ONE OF ONLY A FEW EARLY MAPS FOCUSING ON UKRAINE
“Ukrania quae et Terra Cosaccorum cum vicinis Walachiae, Moldoviae, Minoris q. Tartariae, Provinciis” (Ukraine, which is also the Land of the Cossacks, along with the neighboring regions of Wallachia, Moldavia, a part of Lesser Tartary). Copper engraving published by Johann Baptiste Homann of Nuremberg in 1720, with original hand colouring with later additions. Size: 48 x 57,2 cm
The name Ukraine was popularized in the West by Guillaume La Vasseur de Beauplan‘s Description d’Ukraine, first published in Rouen in 1651. The work described Ukraine as several provinces of the Kingdom of Poland lying between the borders of Muscovy and the frontiers of Transylvania.
Beauplan, a military engineer, had spent a significant period of time constructing fortresses in the region in the 1630s. Beauplan’s map of 1648, entitled Delineatio Generalis Camporum Desortum vulgo Ukraina, Cum adjacentibus Provinciis, shows all of the provinces of Poland bordering on the Campus Desertorum or deserted fields, thereby recognizing the Russian and Polish language references to Ukraine as the “border land” and leading to the popularization of the name in Western Europe.

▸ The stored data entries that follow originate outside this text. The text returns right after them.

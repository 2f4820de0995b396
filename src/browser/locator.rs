//! 元素定位策略
//!
//! 统一封装 CSS 和 XPath 两种定位方式，供“候选策略链”按优先级逐个尝试。

use std::fmt;

/// 单个定位策略
#[derive(Debug, Clone, PartialEq, Eq)]
pub enum Locator {
    /// CSS 选择器
    Css(String),
    /// XPath 表达式
    Xpath(String),
}

impl Locator {
    pub fn css(selector: impl Into<String>) -> Self {
        Locator::Css(selector.into())
    }

    pub fn xpath(query: impl Into<String>) -> Self {
        Locator::Xpath(query.into())
    }
}

impl fmt::Display for Locator {
    fn fmt(&self, f: &mut fmt::Formatter<'_>) -> fmt::Result {
        match self {
            Locator::Css(s) => write!(f, "css[{}]", s),
            Locator::Xpath(s) => write!(f, "xpath[{}]", s),
        }
    }
}

#[cfg(test)]
mod tests {
    use super::*;

    #[test]
    fn test_locator_display() {
        assert_eq!(
            Locator::css("button.w-full").to_string(),
            "css[button.w-full]"
        );
        assert_eq!(
            Locator::xpath("//button[contains(., 'Claim')]").to_string(),
            "xpath[//button[contains(., 'Claim')]]"
        );
    }
}
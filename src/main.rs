use anyhow::Result;
use console_checkin::utils::logging;
use console_checkin::{App, Config};

#[tokio::main]
async fn main() -> Result<()> {
    // 初始化日志
    logging::init();

    // 加载配置
    let config = Config::from_env();

    // 运行应用
    App::new(config).run().await
}
//! 账号配置解析
//!
//! 把 `账号1:密码1,账号2:密码2` 格式的配置字符串解析成有序账号列表。
//! 密码里允许出现冒号，所以每一项只按第一个冒号切分。

use tracing::warn;

/// 单个账号凭据，解析后不可变
#[derive(Debug, Clone, PartialEq, Eq)]
pub struct Account {
    pub email: String,
    pub password: String,
}

/// 解析结果：按出现顺序排列的账号 + 被跳过的条目数
#[derive(Debug, Default)]
pub struct ParsedAccounts {
    pub accounts: Vec<Account>,
    pub skipped: usize,
}

/// 解析账号配置字符串
///
/// - 按逗号切分，每项去除首尾空白，空项静默跳过
/// - 缺少冒号的项记一次跳过并告警，继续处理后面的项
/// - 只按第一个冒号切分：冒号前是账号，其余全部是密码
/// - 账号或密码去空白后为空的项同样跳过
///
/// 解析本身从不失败；没有有效账号时返回空列表，是否视为致命由调用方决定。
pub fn parse_accounts(raw: &str) -> ParsedAccounts {
    let mut result = ParsedAccounts::default();

    for item in raw.split(',') {
        let item = item.trim();
        if item.is_empty() {
            continue;
        }

        let Some(colon) = item.find(':') else {
            warn!(">>> [跳过] 无法解析的账号项 (缺少冒号): {}", item);
            result.skipped += 1;
            continue;
        };

        let email = item[..colon].trim();
        let password = item[colon + 1..].trim();

        if email.is_empty() || password.is_empty() {
            warn!(">>> [跳过] 格式错误的账号项: {}", item);
            result.skipped += 1;
            continue;
        }

        result.accounts.push(Account {
            email: email.to_string(),
            password: password.to_string(),
        });
    }

    result
}

#[cfg(test)]
mod tests {
    use super::*;

    #[test]
    fn test_parse_preserves_order() {
        let parsed = parse_accounts("a@x.com:p1,b@x.com:p2,c@x.com:p3");
        let emails: Vec<&str> = parsed.accounts.iter().map(|a| a.email.as_str()).collect();
        assert_eq!(emails, vec!["a@x.com", "b@x.com", "c@x.com"]);
        assert_eq!(parsed.skipped, 0);
    }

    #[test]
    fn test_password_may_contain_colon() {
        let parsed = parse_accounts("a@x.com:pa:ss,b@x.com:q");
        assert_eq!(
            parsed.accounts,
            vec![
                Account {
                    email: "a@x.com".to_string(),
                    password: "pa:ss".to_string()
                },
                Account {
                    email: "b@x.com".to_string(),
                    password: "q".to_string()
                },
            ]
        );
    }

    #[test]
    fn test_empty_input_yields_empty_batch() {
        let parsed = parse_accounts("");
        assert!(parsed.accounts.is_empty());
        assert_eq!(parsed.skipped, 0);
    }

    #[test]
    fn test_malformed_items_are_counted() {
        let parsed = parse_accounts("novalidentries");
        assert!(parsed.accounts.is_empty());
        assert_eq!(parsed.skipped, 1);

        let parsed = parse_accounts("nocolon1,nocolon2,a@x.com:ok");
        assert_eq!(parsed.accounts.len(), 1);
        assert_eq!(parsed.skipped, 2);
    }

    #[test]
    fn test_blank_fields_are_skipped() {
        // 账号为空或密码为空都不入队
        let parsed = parse_accounts(":pass,a@x.com:,b@x.com:ok");
        assert_eq!(parsed.accounts.len(), 1);
        assert_eq!(parsed.accounts[0].email, "b@x.com");
        assert_eq!(parsed.skipped, 2);
    }

    #[test]
    fn test_whitespace_is_trimmed() {
        let parsed = parse_accounts(" a@x.com : p1 , , b@x.com:p2 ");
        assert_eq!(parsed.accounts.len(), 2);
        assert_eq!(parsed.accounts[0].email, "a@x.com");
        assert_eq!(parsed.accounts[0].password, "p1");
    }
}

The region was later defined by the Treaty of Zboriv of 1649, which established the Cossack Hetmanate in the eastern territories of the Polish–Lithuanian Commonwealth. Homann’s map here, depicts the political changes of the beginning of the 18th century, where the Russian Empire had lost significant territory in the Great Northern War and where in 1708, the whole area was included into the Government of Kiev (i.e. under the Russian Empire) and Cossack autonomy was severely restricted. The site of the Battle of Poltava in 1709 is marked on the map; the lands of Transdanubian Sich, which were transferred to Turkey in 1711, are marked as part of the Crimean Khanate. The cartouche portrays Hetman Ivan Mazepa with his followers in exile.
Catherine II of Russia officially abolished the institute of the Hetman in 1764.